Lorsqu'elle était étudiante de premier cycle en médias à l'université de Katmandou, Binita Dahal s'est rendue dans le village de Thawang, dans le district de Rolpa, le cœur de l'insurrection maoïste qui a duré une décennie au Népal. Après trois jours de voyage, elle a rencontré un garçon de 12 ans qui, dans l'espoir de rejoindre l'Armée populaire de libération, portait chaque jour des objets pour aider les rebelles maoïstes.
Surprise par la détermination du jeune garçon à rejoindre les maoïstes au lieu d'aller à l'école, et après avoir vu des enfants dessiner des armes et des slogans maoïstes, elle a senti l’envie irrépressible d'écrire un article. C’est à travers cet article qu'elle a su pour la première fois que sa vocation était d'être journaliste.
Mme Dahal a ensuite effectué un stage pour Nagarik News, un journal de langue népalaise à Katmandou. Les articles de fond qu'elle a rédigés ont impressionné son rédacteur en chef, qui lui a recommandé d'essayer de faire des reportages sur le système judiciaire et les questions juridiques. La journaliste a relevé le défi et s'est inscrite à la faculté de droit du Népal, où elle a obtenu son diplôme de droit et sa licence d'avocate afin de mieux comprendre la terminologie et les procédures juridiques pour ses reportages.
Il y a 10 ans, elle a rejoint le service népalais de la BBC en tant que reporter indépendante et a gravi les échelons jusqu'à devenir journaliste radio et télévision. Aujourd'hui, elle produit des contenus audio et web et travaille également comme présentatrice de programmes pour la BBC. Elle a aussi écrit sur le système de justice transitionnelle, ainsi que sur les disparités de genre et d'autres problèmes rencontrés par les femmes dans les zones rurales du Népal.
À quoi ressemble la vie d’une femme journaliste au Népal ?
Au Népal, ces dernières années, le nombre de femmes journalistes dans les rédactions a augmenté, mais pas autant que celui des hommes.
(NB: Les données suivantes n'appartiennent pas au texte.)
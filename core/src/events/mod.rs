//! Normalized combat-log event model.
//!
//! The events API returns a flat JSON array where the `type` field decides
//! which of the other fields carry meaning. Events are parsed once per
//! analysis call, are immutable afterwards, and are never cached across
//! calls (only resolved *names* are).

use serde::Deserialize;

use crate::error::Result;

/// Event discriminator, straight from the `type` field of the payload.
#[derive(Debug, Clone, Copy, PartialEq, Eq, Hash, Deserialize)]
#[serde(rename_all = "lowercase")]
pub enum EventKind {
    Damage,
    Heal,
    Cast,
    BeginCast,
    Death,
    Interrupt,
    /// Any event type this tool does not analyze (buffs, resources, ...).
    #[serde(other)]
    Other,
}

/// A single combat-log record.
///
/// Field validity per kind:
/// - `damage`/`heal`: `amount` (a damage event without an amount counts as
///   zero effect, not as malformed data)
/// - `cast`/`begincast`: `ability_id`, `source_id`
/// - `interrupt`: `source_id` = the interrupting player, `target_id` = the
///   NPC whose cast was stopped
/// - `death`: `target_id` = the dying actor, plus `killer_id` and
///   `killing_ability_id` when the service could attribute the blow
#[derive(Debug, Clone, PartialEq, Deserialize)]
pub struct Event {
    /// Milliseconds on the report's clock, monotonic within a fight.
    pub timestamp: f64,
    #[serde(rename = "type")]
    pub kind: EventKind,
    #[serde(rename = "sourceID")]
    pub source_id: Option<i64>,
    #[serde(rename = "targetID")]
    pub target_id: Option<i64>,
    #[serde(rename = "abilityGameID")]
    pub ability_id: Option<i64>,
    pub amount: Option<i64>,
    #[serde(rename = "killerID")]
    pub killer_id: Option<i64>,
    #[serde(rename = "killingAbilityGameID")]
    pub killing_ability_id: Option<i64>,
}

impl Event {
    /// True for both cast variants (`cast` and `begincast`).
    pub fn is_cast(&self) -> bool {
        matches!(self.kind, EventKind::Cast | EventKind::BeginCast)
    }

    pub fn amount_or_zero(&self) -> i64 {
        self.amount.unwrap_or(0)
    }
}

/// Decode a raw events payload (the `data` field of an events page).
pub fn parse_events(data: serde_json::Value) -> Result<Vec<Event>> {
    Ok(serde_json::from_value(data)?)
}

/// Narrow a mixed stream to a single kind.
pub fn of_kind(events: &[Event], kind: EventKind) -> Vec<Event> {
    events.iter().filter(|e| e.kind == kind).cloned().collect()
}

/// Narrow a mixed stream to interrupt events.
pub fn interrupts(events: &[Event]) -> Vec<Event> {
    of_kind(events, EventKind::Interrupt)
}

/// Narrow a mixed stream to cast events (both `cast` and `begincast`).
pub fn casts(events: &[Event]) -> Vec<Event> {
    events.iter().filter(|e| e.is_cast()).cloned().collect()
}

/// Narrow a mixed stream to death events.
pub fn deaths(events: &[Event]) -> Vec<Event> {
    of_kind(events, EventKind::Death)
}
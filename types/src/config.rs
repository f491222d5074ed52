//! Shared configuration types.
//!
//! The CLI persists these via `confy`; core builds its API client from them.

use serde::{Deserialize, Serialize};

/// Default GraphQL endpoint of the public client API.
pub const DEFAULT_ENDPOINT: &str = "https://www.warcraftlogs.com/api/v2/client";

/// API connection settings, stored as TOML in the user's config directory.
#[derive(Debug, Clone, PartialEq, Eq, Serialize, Deserialize)]
#[serde(default)]
pub struct ApiConfig {
    /// GraphQL endpoint to query.
    pub endpoint: String,
    /// OAuth bearer token. Obtaining/refreshing it is the caller's problem;
    /// an empty token is treated as "not configured".
    pub access_token: String,
}

impl Default for ApiConfig {
    fn default() -> Self {
        Self {
            endpoint: DEFAULT_ENDPOINT.to_string(),
            access_token: String::new(),
        }
    }
}

impl ApiConfig {
    pub fn has_token(&self) -> bool {
        !self.access_token.trim().is_empty()
    }
}
//! Error type shared across the analysis core.
//!
//! Only prerequisite fetches surface as hard errors; name-resolution misses
//! degrade to placeholder strings and empty analysis results are not errors.

use thiserror::Error;

pub type Result<T> = std::result::Result<T, Error>;

#[derive(Debug, Error)]
pub enum Error {
    /// Transport-level failure talking to the remote service.
    #[error("request failed: {0}")]
    Http(#[from] reqwest::Error),

    /// The remote service answered with a GraphQL error payload.
    #[error("api error: {0}")]
    Api(String),

    /// A response arrived but the expected section was absent.
    #[error("report returned no {0} data")]
    MissingData(&'static str),

    /// The events payload could not be decoded.
    #[error("failed to decode events payload: {0}")]
    Decode(#[from] serde_json::Error),

    #[error("fight {0} not found in report")]
    FightNotFound(i64),

    #[error("player '{0}' not found in report")]
    PlayerNotFound(String),

    #[error("configuration error: {0}")]
    Config(#[from] confy::ConfyError),
}
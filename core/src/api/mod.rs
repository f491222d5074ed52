//! Remote report API: the contract this core consumes, and its GraphQL
//! implementation.
//!
//! Everything downstream (name cache, correlation, death windows) talks to
//! the service through [`ReportApi`], so tests substitute an in-memory fake.

pub mod client;
pub mod queries;
pub mod types;

#[cfg(test)]
pub(crate) mod fake;

pub use client::GraphQlClient;
pub use types::{
    AbilityInfo, Actor, EventDataType, EventFilter, Fight, Hostility, ReportOverview,
};

use crate::error::Result;
use crate::events::Event;

/// The remote operations the analysis core depends on.
///
/// Implementations own transport, pagination and payload decoding; callers
/// receive fully parsed values or a transport/API error.
#[allow(async_fn_in_trait)]
pub trait ReportApi {
    /// Report metadata and its fight list.
    async fn fetch_report(&self, code: &str) -> Result<ReportOverview>;

    /// All actors (players, NPCs, pets) in a report's master data.
    async fn fetch_actors(&self, code: &str) -> Result<Vec<Actor>>;

    /// Single-ability dictionary lookup; `None` when the service has no
    /// entry for the ID.
    async fn fetch_ability(&self, ability_id: i64) -> Result<Option<AbilityInfo>>;

    /// Events matching `filter`, fully depaginated.
    async fn fetch_events(&self, code: &str, filter: &EventFilter) -> Result<Vec<Event>>;
}
pub mod analysis;
pub mod api;
pub mod config;
pub mod correlate;
pub mod deaths;
pub mod error;
pub mod events;
pub mod lookup;

// Re-exports for convenience
pub use analysis::{DeathAnalysis, InterruptAnalysis, ReportAnalyzer};
pub use api::{GraphQlClient, ReportApi};
pub use error::{Error, Result};
pub use events::{Event, EventKind};
pub use lookup::LookupService;
//! Configuration storage.
//!
//! Thin wrappers around `confy`; the serde types live in `raidlens-types`.

use std::path::PathBuf;

use raidlens_types::ApiConfig;

use crate::error::Result;

const APP_NAME: &str = "raidlens";

/// Load the stored configuration, falling back to defaults on first run.
pub fn load() -> Result<ApiConfig> {
    Ok(confy::load(APP_NAME, None)?)
}

/// Persist the configuration to the user's config directory.
pub fn store(config: &ApiConfig) -> Result<()> {
    Ok(confy::store(APP_NAME, None, config)?)
}

/// Location of the config file, for display in `config --show`.
pub fn path() -> Option<PathBuf> {
    confy::get_configuration_file_path(APP_NAME, None).ok()
}
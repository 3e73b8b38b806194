/// Size in bytes of an embedded native pointer.
pub const POINTER_SIZE: usize = 8;

/// Primitive native scalar kinds.
#[derive(Debug, Clone, Copy, PartialEq, Eq, Hash)]
pub enum ScalarKind {
	/// `u8`.
	U8,
	/// `u16`.
	U16,
	/// `u32`.
	U32,
	/// `u64` / `UINTPTR`.
	U64,
	/// `int` / `s32`.
	I32,
	/// `double`.
	F64,
}

impl ScalarKind {
	/// Width in bytes.
	pub const fn size(self) -> usize {
		match self {
			Self::U8 => 1,
			Self::U16 => 2,
			Self::U32 | Self::I32 => 4,
			Self::U64 | Self::F64 => 8,
		}
	}

	/// Natural alignment in bytes.
	pub const fn align(self) -> usize {
		self.size()
	}

	/// C type label.
	pub const fn name(self) -> &'static str {
		match self {
			Self::U8 => "u8",
			Self::U16 => "u16",
			Self::U32 => "u32",
			Self::U64 => "u64",
			Self::I32 => "int",
			Self::F64 => "double",
		}
	}
}

/// Shape of one struct field.
#[derive(Debug, Clone, Copy, PartialEq)]
pub enum FieldType {
	/// Single scalar.
	Scalar(ScalarKind),
	/// Inline array with a fixed element count.
	Array(ScalarKind, usize),
	/// Pointer to a variable-length scalar array owned elsewhere.
	Pointer(ScalarKind),
	/// Nested struct stored inline.
	Struct(&'static StructLayout),
	/// Inline array of nested structs.
	StructArray(&'static StructLayout, usize),
}

impl FieldType {
	/// Storage size in bytes.
	pub fn size(&self) -> usize {
		match *self {
			Self::Scalar(kind) => kind.size(),
			Self::Array(kind, len) => kind.size() * len,
			Self::Pointer(_) => POINTER_SIZE,
			Self::Struct(layout) => layout.size(),
			Self::StructArray(layout, len) => layout.size() * len,
		}
	}

	/// Alignment requirement in bytes.
	pub fn align(&self) -> usize {
		match *self {
			Self::Scalar(kind) | Self::Array(kind, _) => kind.align(),
			Self::Pointer(_) => POINTER_SIZE,
			Self::Struct(layout) | Self::StructArray(layout, _) => layout.align(),
		}
	}
}

/// One declared struct field.
#[derive(Debug, Clone, Copy, PartialEq)]
pub struct FieldDescriptor {
	/// Field name as spelled in the C header.
	pub name: &'static str,
	/// Field storage shape.
	pub ty: FieldType,
}

impl FieldDescriptor {
	/// Declare a field.
	pub const fn new(name: &'static str, ty: FieldType) -> Self {
		Self { name, ty }
	}
}

/// Declared native struct with fields in source order.
#[derive(Debug, PartialEq)]
pub struct StructLayout {
	/// C type name.
	pub name: &'static str,
	/// Field declarations in source order.
	pub fields: &'static [FieldDescriptor],
}

/// Field declaration paired with its byte offset.
#[derive(Debug, Clone, Copy)]
pub struct PlacedField {
	/// Byte offset from the struct start.
	pub offset: usize,
	/// Field declaration.
	pub field: &'static FieldDescriptor,
}

impl StructLayout {
	/// Alignment of the struct (largest field alignment).
	pub fn align(&self) -> usize {
		self.fields.iter().map(|field| field.ty.align()).max().unwrap_or(1)
	}

	/// Total size including trailing padding.
	pub fn size(&self) -> usize {
		let end = self.placed().last().map(|placed| placed.offset + placed.field.ty.size()).unwrap_or(0);
		align_up(end, self.align())
	}

	/// Fields with their C-rule offsets, in declaration order.
	pub fn placed(&self) -> Vec<PlacedField> {
		let mut offset = 0_usize;
		let mut out = Vec::with_capacity(self.fields.len());
		for field in self.fields {
			offset = align_up(offset, field.ty.align());
			out.push(PlacedField { offset, field });
			offset += field.ty.size();
		}
		out
	}

	/// Look up a field by name.
	pub fn field(&self, name: &str) -> Option<PlacedField> {
		self.placed().into_iter().find(|placed| placed.field.name == name)
	}
}

/// Native shape of a value passed across the callable surface.
#[derive(Debug, Clone, Copy, PartialEq)]
pub enum TypeDescriptor {
	/// Single scalar.
	Scalar(ScalarKind),
	/// Fixed-length scalar array.
	Array(ScalarKind, usize),
	/// Struct with named fields.
	Struct(&'static StructLayout),
}

impl TypeDescriptor {
	/// Storage size in bytes.
	pub fn size(&self) -> usize {
		match *self {
			Self::Scalar(kind) => kind.size(),
			Self::Array(kind, len) => kind.size() * len,
			Self::Struct(layout) => layout.size(),
		}
	}

	/// Human-readable type label.
	pub fn name(&self) -> String {
		match *self {
			Self::Scalar(kind) => kind.name().to_owned(),
			Self::Array(kind, len) => format!("{}[{len}]", kind.name()),
			Self::Struct(layout) => layout.name.to_owned(),
		}
	}

	/// Whether values of this type decode to structs.
	pub fn is_struct(&self) -> bool {
		matches!(self, Self::Struct(_))
	}
}

fn align_up(value: usize, align: usize) -> usize {
	value.div_ceil(align) * align
}
use std::cell::RefCell;
use std::collections::HashMap;
use std::rc::Rc;

use crate::bind::call::{Arg, Handle, NativeReturn, NativeSurface};
use crate::bind::codec::NativeValue;
use crate::bind::types::TypeDescriptor;

type EntryFn = Box<dyn FnMut(&mut [Arg<'_>]) -> NativeReturn>;

/// In-process callable surface whose entry points are closures.
///
/// Every invocation is recorded in a shared [`CallLog`], so a test can hand the
/// surface to a device and still inspect the traffic afterwards.
pub struct ScriptedSurface {
	entries: HashMap<String, EntryFn>,
	log: CallLog,
	next_handle: u64,
	pending_output: Option<String>,
}

/// Snapshot of one argument as seen by the surface.
#[derive(Debug, Clone, PartialEq)]
pub enum RecordedArg {
	/// Handle argument.
	Handle(Handle),
	/// Integer argument.
	Int(i64),
	/// Copy of an input value.
	In(NativeValue),
	/// Output buffer, recorded by type.
	Out(TypeDescriptor),
}

/// One recorded invocation.
#[derive(Debug, Clone, PartialEq)]
pub struct CallRecord {
	/// Entry point name.
	pub name: String,
	/// Arguments in positional order.
	pub args: Vec<RecordedArg>,
}

impl CallRecord {
	/// Integer arguments in order, skipping handles and buffers.
	pub fn ints(&self) -> Vec<i64> {
		self.args
			.iter()
			.filter_map(|arg| match arg {
				RecordedArg::Int(value) => Some(*value),
				_ => None,
			})
			.collect()
	}

	/// First input value argument.
	pub fn input(&self) -> Option<&NativeValue> {
		self.args.iter().find_map(|arg| match arg {
			RecordedArg::In(value) => Some(value),
			_ => None,
		})
	}
}

/// Shared, cloneable record of surface invocations.
#[derive(Debug, Clone, Default)]
pub struct CallLog(Rc<RefCell<Vec<CallRecord>>>);

impl CallLog {
	/// All records so far.
	pub fn records(&self) -> Vec<CallRecord> {
		self.0.borrow().clone()
	}

	/// Records for one entry point.
	pub fn calls_to(&self, name: &str) -> Vec<CallRecord> {
		self.0.borrow().iter().filter(|record| record.name == name).cloned().collect()
	}

	/// Number of records so far.
	pub fn len(&self) -> usize {
		self.0.borrow().len()
	}

	/// Whether nothing was recorded.
	pub fn is_empty(&self) -> bool {
		self.0.borrow().is_empty()
	}

	fn push(&self, record: CallRecord) {
		self.0.borrow_mut().push(record);
	}
}

impl Default for ScriptedSurface {
	fn default() -> Self {
		Self::new()
	}
}

impl ScriptedSurface {
	/// Create a surface with no entry points.
	pub fn new() -> Self {
		Self {
			entries: HashMap::new(),
			log: CallLog::default(),
			next_handle: 0x1000,
			pending_output: None,
		}
	}

	/// Shared log handle.
	pub fn log(&self) -> CallLog {
		self.log.clone()
	}

	/// Define an entry point backed by a closure.
	pub fn define(&mut self, name: &str, entry: impl FnMut(&mut [Arg<'_>]) -> NativeReturn + 'static) -> &mut Self {
		self.entries.insert(name.to_owned(), Box::new(entry));
		self
	}

	/// Define an entry point that always returns `status`.
	pub fn define_status(&mut self, name: &str, status: i64) -> &mut Self {
		self.define(name, move |_| NativeReturn::Int(status))
	}

	/// Define a getter that fills its trailing output buffer with `value`.
	pub fn define_output(&mut self, name: &str, value: NativeValue) -> &mut Self {
		self.define(name, move |args| {
			if let Some(out) = args.last_mut().and_then(|arg| arg.as_out()) {
				if out.overwrite(&value).is_err() {
					return NativeReturn::Int(-1);
				}
			}
			NativeReturn::Int(0)
		})
	}

	/// Queue console output to be drained after the next call.
	pub fn emit_output(&mut self, text: &str) {
		self.pending_output = Some(text.to_owned());
	}
}

impl NativeSurface for ScriptedSurface {
	fn has_entry(&self, name: &str) -> bool {
		self.entries.contains_key(name)
	}

	fn call(&mut self, name: &str, args: &mut [Arg<'_>]) -> NativeReturn {
		let recorded = args
			.iter()
			.map(|arg| match arg {
				Arg::Handle(handle) => RecordedArg::Handle(*handle),
				Arg::Int(value) => RecordedArg::Int(*value),
				Arg::In(value) => RecordedArg::In((*value).clone()),
				Arg::Out(value) => RecordedArg::Out(value.ty()),
			})
			.collect();
		self.log.push(CallRecord {
			name: name.to_owned(),
			args: recorded,
		});

		match self.entries.get_mut(name) {
			Some(entry) => entry(args),
			None => NativeReturn::Int(-1),
		}
	}

	fn alloc_instance(&mut self, _type_name: &'static str) -> Handle {
		let handle = Handle(self.next_handle);
		self.next_handle += 0x1000;
		handle
	}

	fn take_output(&mut self) -> Option<String> {
		self.pending_output.take()
	}
}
Dans toutes les rédactions, le nombre de femmes augmente progressivement, mais dans les médias grand public, il est difficile de trouver un équilibre entre les hommes et les femmes journalistes qui signent des papiers à la une, qui travaillent à la télévision ou à la radio, ou qui couvrent des domaines tels que la politique, la justice, le sport et l’économie. Les femmes couvrent surtout des sujets sociaux ou de divertissement. Je suis l'une des rares femmes journalistes à couvrir la politique, le judiciaire et la bonne gouvernance.
Vous étiez d’abord intéressée par le journalisme juridique, mais vous êtes aujourd’hui spécialiste des sujets sociaux ou liés aux femmes. Pourquoi couvrez-vous ces questions ?
Lorsque je travaillais pour Nagarik, j'ai régulièrement fait des reportages sur le système de justice transitionnelle, le rôle du système judiciaire dans le renforcement de la démocratie et l'État de droit. Lorsque je travaillais pour le journal en ligne népalais Setopati, j'ai écrit des articles de fond sur des questions sociales qui ont été largement lus et partagés.
Lorsque je me rends dans les zones rurales du Népal, je suis très frappée par la condition épouvantable des femmes et des enfants. Si l'on me propose un sujet politique, percutant ou dans lequel des femmes ou des enfants souffrent, j’ai envie de le couvrir, même si je n'ai pas connu ce genre de problèmes [moi-même].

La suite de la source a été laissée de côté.